An orderly came in and took my temperature. One of the young doctors who had assisted in the surgery came by. “Things went very well. We’re confident we removed the obstruction. We opened you up along the old cancer surgery scar. We didn’t find any cancer this time.”
Another orderly took blood. Scott returned and the two of them helped me sit up and put my feet over the edge of the bed. “You’re doing great,” he said and the orderly agreed. I slid off the bed and my feet found the floor.
The orderly pushed the IV stand. Scott held me. I walked around the room. The sun was shining outside.
“I think I can do this by myself,” I said. They made me take hold of the handle bar. I pushed it out the door and into the hallway and back again.
“Very good,” they told me, and I lay down on the bed. I was sitting propped up when my sister and brother-in-law came in. My surgeon dropped by in her red suit and talked with us. Everyone seemed very pleased.

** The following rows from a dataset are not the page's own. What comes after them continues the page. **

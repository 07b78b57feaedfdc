//! Terminal front end for card review
//!
//! Event loop and rendering coordination. Crossterm events are translated
//! into review inputs; everything that changes review state goes through
//! [`ReviewEngine::dispatch`].

use anyhow::{Context, Result};
use crossterm::event::{
    self, DisableMouseCapture, EnableMouseCapture, Event, KeyCode, KeyEvent, KeyEventKind,
    KeyModifiers, MouseButton, MouseEvent, MouseEventKind,
};
use crossterm::execute;
use crossterm::terminal::{
    EnterAlternateScreen, LeaveAlternateScreen, disable_raw_mode, enable_raw_mode,
};
use ratatui::Frame;
use ratatui::Terminal;
use ratatui::backend::CrosstermBackend;
use std::io::{self, Stdout};
use std::sync::Arc;

use crate::{log_debug, logger};

use super::cards::CardSet;
use super::engine::ReviewEngine;
use super::events::{FocusTarget, InputEvent};
use super::layout::ReviewLayout;
use super::render::{ReviewView, render_review};
use super::surface::Surface;

/// What the event loop should do after an input
#[derive(Debug, Clone, Copy, PartialEq, Eq)]
pub enum AppAction {
    /// Nothing changed
    None,
    /// Request redraw
    Redraw,
    /// Leave the review
    Quit,
}

/// Review screen with focus and answer-line state
pub struct ReviewApp {
    engine: ReviewEngine,
    focus: FocusTarget,
    answer: String,
    layout: ReviewLayout,
    status: Option<String>,
}

impl ReviewApp {
    pub fn new(engine: ReviewEngine) -> Self {
        let status = engine
            .cards()
            .is_empty()
            .then(|| "No cards to review".to_string());

        Self {
            engine,
            focus: FocusTarget::Card,
            answer: String::new(),
            layout: ReviewLayout::default(),
            status,
        }
    }

    pub fn engine(&self) -> &ReviewEngine {
        &self.engine
    }

    pub fn focus(&self) -> FocusTarget {
        self.focus
    }

    pub fn answer(&self) -> &str {
        &self.answer
    }

    /// Recompute hit regions for a terminal of the given size
    pub fn resize(&mut self, area: ratatui::layout::Rect) {
        self.layout = ReviewLayout::calculate(area, self.engine.surface());
    }

    // ─────────────────────────────────────────────────────────────────────────
    // Input
    // ─────────────────────────────────────────────────────────────────────────

    /// Handle one key press
    pub fn handle_key(&mut self, key: KeyEvent) -> AppAction {
        if key.code == KeyCode::Char('c') && key.modifiers.contains(KeyModifiers::CONTROL) {
            return AppAction::Quit;
        }

        match key.code {
            KeyCode::Tab => {
                self.cycle_focus(true);
                return AppAction::Redraw;
            }
            KeyCode::BackTab => {
                self.cycle_focus(false);
                return AppAction::Redraw;
            }
            _ => {}
        }

        if self.focus.is_text_entry() {
            match key.code {
                KeyCode::Esc => {
                    self.focus = FocusTarget::Card;
                    return AppAction::Redraw;
                }
                KeyCode::Char(c) if !has_command_modifier(key.modifiers) => {
                    self.answer.push(c);
                    return AppAction::Redraw;
                }
                KeyCode::Char(_) => return AppAction::None,
                KeyCode::Backspace => {
                    self.answer.pop();
                    return AppAction::Redraw;
                }
                _ => {}
            }
        } else if matches!(key.code, KeyCode::Char('q') | KeyCode::Esc) {
            return AppAction::Quit;
        }

        self.dispatch(InputEvent::Key(key.code))
    }

    /// Handle one mouse event; only left clicks matter
    pub fn handle_mouse(&mut self, mouse: MouseEvent) -> AppAction {
        if mouse.kind != MouseEventKind::Down(MouseButton::Left) {
            return AppAction::None;
        }

        let Some(target) = self.layout.hit_test(mouse.column, mouse.row) else {
            return AppAction::None;
        };

        self.focus = target;
        match target.pointer() {
            Some(pointer) => {
                self.dispatch(InputEvent::Click(pointer));
                AppAction::Redraw
            }
            None => AppAction::Redraw,
        }
    }

    fn dispatch(&mut self, event: InputEvent) -> AppAction {
        let dispatch = self.engine.dispatch(self.focus, event);
        if dispatch.rendered {
            AppAction::Redraw
        } else {
            AppAction::None
        }
    }

    fn cycle_focus(&mut self, forward: bool) {
        let order = self.engine.surface().focus_order();
        if order.is_empty() {
            return;
        }

        let current = order.iter().position(|t| *t == self.focus);
        let next = match (current, forward) {
            (Some(i), true) => (i + 1) % order.len(),
            (Some(i), false) => (i + order.len() - 1) % order.len(),
            (None, _) => 0,
        };
        if let Some(target) = order.get(next) {
            self.focus = *target;
        }
    }

    // ─────────────────────────────────────────────────────────────────────────
    // Terminal
    // ─────────────────────────────────────────────────────────────────────────

    /// Run the TUI until the user quits
    pub fn run(&mut self) -> Result<()> {
        // Console log lines would corrupt the alternate screen
        let console_level = logger::set_console_level(log::LevelFilter::Off);

        enable_raw_mode().context("Failed to enable raw mode")?;
        let mut stdout = io::stdout();
        execute!(stdout, EnterAlternateScreen, EnableMouseCapture)?;
        let backend = CrosstermBackend::new(stdout);
        let mut terminal = Terminal::new(backend)?;

        let result = self.main_loop(&mut terminal);

        disable_raw_mode()?;
        execute!(
            terminal.backend_mut(),
            LeaveAlternateScreen,
            DisableMouseCapture
        )?;
        terminal.show_cursor()?;
        logger::set_console_level(console_level);

        result
    }

    fn main_loop(&mut self, terminal: &mut Terminal<CrosstermBackend<Stdout>>) -> Result<()> {
        let mut dirty = true;

        loop {
            if dirty {
                terminal.draw(|frame| self.render(frame))?;
            }

            let action = match event::read()? {
                Event::Key(key) if key.kind == KeyEventKind::Press => self.handle_key(key),
                Event::Mouse(mouse) => self.handle_mouse(mouse),
                Event::Resize(..) => AppAction::Redraw,
                _ => AppAction::None,
            };

            match action {
                AppAction::Quit => {
                    log_debug!("Review closed at {:?}", self.engine.state());
                    return Ok(());
                }
                AppAction::Redraw => dirty = true,
                AppAction::None => dirty = false,
            }
        }
    }

    fn render(&mut self, frame: &mut Frame) {
        self.resize(frame.area());
        let view = ReviewView {
            display: self.engine.display(),
            surface: self.engine.surface(),
            layout: &self.layout,
            focus: self.focus,
            answer: &self.answer,
            status: self.status.as_deref(),
        };
        render_review(frame, &view);
    }
}

/// Ctrl/Alt chords are shortcuts, never text
fn has_command_modifier(modifiers: KeyModifiers) -> bool {
    modifiers.intersects(KeyModifiers::CONTROL | KeyModifiers::ALT)
}

// ═══════════════════════════════════════════════════════════════════════════════
// Public Entry Point
// ═══════════════════════════════════════════════════════════════════════════════

/// Start a review of `cards` on a terminal with the given surface
pub fn run_review(cards: Arc<CardSet>, surface: Surface) -> Result<()> {
    let engine = ReviewEngine::new(cards, surface)
        .context("Review surface is missing the card, term or definition area")?;
    ReviewApp::new(engine).run()
}

#[cfg(test)]
mod tests {
    use super::*;
    use crate::review::cards::Card;
    use ratatui::layout::Rect;

    fn app(surface: Surface) -> ReviewApp {
        let cards = Arc::new(CardSet::from_cards(vec![
            Card::new("A", "1"),
            Card::new("B", "2"),
            Card::new("C", "3"),
        ]));
        let engine = ReviewEngine::new(cards, surface).expect("complete surface");
        let mut app = ReviewApp::new(engine);
        app.resize(Rect::new(0, 0, 80, 24));
        app
    }

    fn press(code: KeyCode) -> KeyEvent {
        KeyEvent::new(code, KeyModifiers::NONE)
    }

    fn click(column: u16, row: u16) -> MouseEvent {
        MouseEvent {
            kind: MouseEventKind::Down(MouseButton::Left),
            column,
            row,
            modifiers: KeyModifiers::NONE,
        }
    }

    #[test]
    fn test_space_on_card_flips_once() {
        let mut app = app(Surface::full());
        assert_eq!(app.handle_key(press(KeyCode::Char(' '))), AppAction::Redraw);
        assert!(app.engine().state().flipped);
        assert_eq!(app.engine().render_count(), 2);
    }

    #[test]
    fn test_typing_in_answer_line_does_not_navigate() {
        let mut app = app(Surface::full());
        app.handle_key(press(KeyCode::BackTab));
        assert_eq!(app.focus(), FocusTarget::AnswerInput);

        app.handle_key(press(KeyCode::Char('q')));
        app.handle_key(press(KeyCode::Char(' ')));
        app.handle_key(press(KeyCode::Right));
        assert_eq!(app.answer(), "q ");
        assert_eq!(app.engine().state().index, 0);
        assert!(!app.engine().state().flipped);

        app.handle_key(press(KeyCode::Backspace));
        assert_eq!(app.answer(), "q");
        app.handle_key(press(KeyCode::Esc));
        assert_eq!(app.focus(), FocusTarget::Card);
    }

    #[test]
    fn test_modified_chars_are_not_typed_into_answer_line() {
        let mut app = app(Surface::full());
        app.handle_key(press(KeyCode::BackTab));
        assert_eq!(app.focus(), FocusTarget::AnswerInput);

        let ctrl_a = KeyEvent::new(KeyCode::Char('a'), KeyModifiers::CONTROL);
        let alt_b = KeyEvent::new(KeyCode::Char('b'), KeyModifiers::ALT);
        assert_eq!(app.handle_key(ctrl_a), AppAction::None);
        assert_eq!(app.handle_key(alt_b), AppAction::None);

        let shift_c = KeyEvent::new(KeyCode::Char('C'), KeyModifiers::SHIFT);
        assert_eq!(app.handle_key(shift_c), AppAction::Redraw);
        assert_eq!(app.answer(), "C");
        assert_eq!(app.engine().render_count(), 1);
    }

    #[test]
    fn test_q_quits_outside_answer_line() {
        let mut app = app(Surface::full());
        assert_eq!(app.handle_key(press(KeyCode::Char('q'))), AppAction::Quit);
        let ctrl_c = KeyEvent::new(KeyCode::Char('c'), KeyModifiers::CONTROL);
        assert_eq!(app.handle_key(ctrl_c), AppAction::Quit);
    }

    #[test]
    fn test_tab_cycles_present_targets() {
        let mut app = app(Surface::minimal());
        app.handle_key(press(KeyCode::Tab));
        assert_eq!(app.focus(), FocusTarget::Card);

        let mut app = self::app(Surface::full());
        app.handle_key(press(KeyCode::Tab));
        assert_eq!(app.focus(), FocusTarget::PrevButton);
    }

    #[test]
    fn test_click_next_button_moves_and_focuses() {
        let mut app = app(Surface::full());
        app.handle_key(press(KeyCode::Char(' ')));
        let next = app.layout.next.unwrap_or_default();

        assert_eq!(app.handle_mouse(click(next.x + 1, next.y + 1)), AppAction::Redraw);
        assert_eq!(app.focus(), FocusTarget::NextButton);
        assert_eq!(app.engine().display().term, "B");
        assert!(!app.engine().display().flipped);
    }

    #[test]
    fn test_click_card_flips() {
        let mut app = app(Surface::full());
        let card = app.layout.card;
        app.handle_mouse(click(card.x + 2, card.y + 2));
        assert!(app.engine().state().flipped);
    }

    #[test]
    fn test_click_outside_elements_is_ignored() {
        let mut app = app(Surface::minimal());
        assert_eq!(app.handle_mouse(click(0, 0)), AppAction::None);
        assert_eq!(app.engine().render_count(), 1);
    }

    #[test]
    fn test_enter_on_focused_button_activates_it() {
        let mut app = app(Surface::full());
        app.handle_key(press(KeyCode::Tab));
        assert_eq!(app.focus(), FocusTarget::PrevButton);
        app.handle_key(press(KeyCode::Enter));
        assert_eq!(app.engine().display().term, "C");
    }

    #[test]
    fn test_empty_deck_shows_status() {
        let engine =
            ReviewEngine::new(Arc::new(CardSet::default()), Surface::full()).expect("complete");
        let app = ReviewApp::new(engine);
        assert_eq!(app.status.as_deref(), Some("No cards to review"));
    }
}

When I was alone, Scott brought me some paper and a pen that I asked for. He sat with me for a little while, told me that he was thirty-three years old, that he came from a town outside Boston and lived now in Chelsea within walking distance of the hospital. I wondered who he lived with but didn’t ask.
I wrote Scott a rambling thank you note/love letter and added at the end of it, “People who have hallucinations after operations sometimes don’t seem to come all the way back. Part of them gets lost. The hallucination can be at least as good, as powerful and compelling and meaningful, as real life. Especially since real life is as a patient, the victim of a disease. The hallucination is so engrossing that they don’t want to leave it behind. I’m afraid that will happen with me.”

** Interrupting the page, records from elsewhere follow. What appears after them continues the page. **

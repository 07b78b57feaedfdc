//! Card-to-card navigation
//!
//! Moves through the deck with wraparound at both ends. Every move lands on
//! an unflipped card.

use super::cards::CardSet;
use super::state::ReviewState;

/// Advance one card, wrapping from the last card back to the first
pub fn next(cards: &CardSet, state: ReviewState) -> ReviewState {
    let index = if state.index + 1 < cards.size() {
        state.index + 1
    } else {
        0
    };

    ReviewState {
        index,
        flipped: false,
    }
}

/// Step back one card, wrapping from the first card to the last
pub fn prev(cards: &CardSet, state: ReviewState) -> ReviewState {
    let index = if state.index > 0 {
        state.index - 1
    } else {
        cards.size().saturating_sub(1)
    };

    ReviewState {
        index,
        flipped: false,
    }
}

Scott had gone off duty by the time I finished writing. I spent a very bad night in the recovery ward. People were waxing the floor, cleaning the walls. The nurses were slow to respond. Being awake was a nightmare.
Then McGittrick was with me. “You’re not supposed to talk about what I’ve told you, asshole,” he said. “That other time, you wrote that book about the world where people dying of cancer could become gods. But you made it science fiction and anyway nobody read it so that was okay.
“That young nurse who thinks he’s so tough? ‘We have you now and we’re not letting go,’ he says. When his time comes he will be ours and he won’t even know it’s happened.”
“What’s the point of all this?” I asked.
“You know how people when dying feel themselves drawn toward some kind of glowing light? They find it comforting. Well those globes floating in the flickering brain, the warm light of death and the promise of peace is you and all the other assholes hooked up to machines, each contributing his or her little bit. Last night you were part of the light dying souls were drawn toward. That’s one of the things we do.”
“Why an old cop, why not an angel with a fiery sword?”
“You don’t believe in angels. You have a thing for the law. Your kind usually shows that by being bad and getting caught. The cuffs go on and you swoon. You were too bright to get a criminal record. Our reports say you have promise.”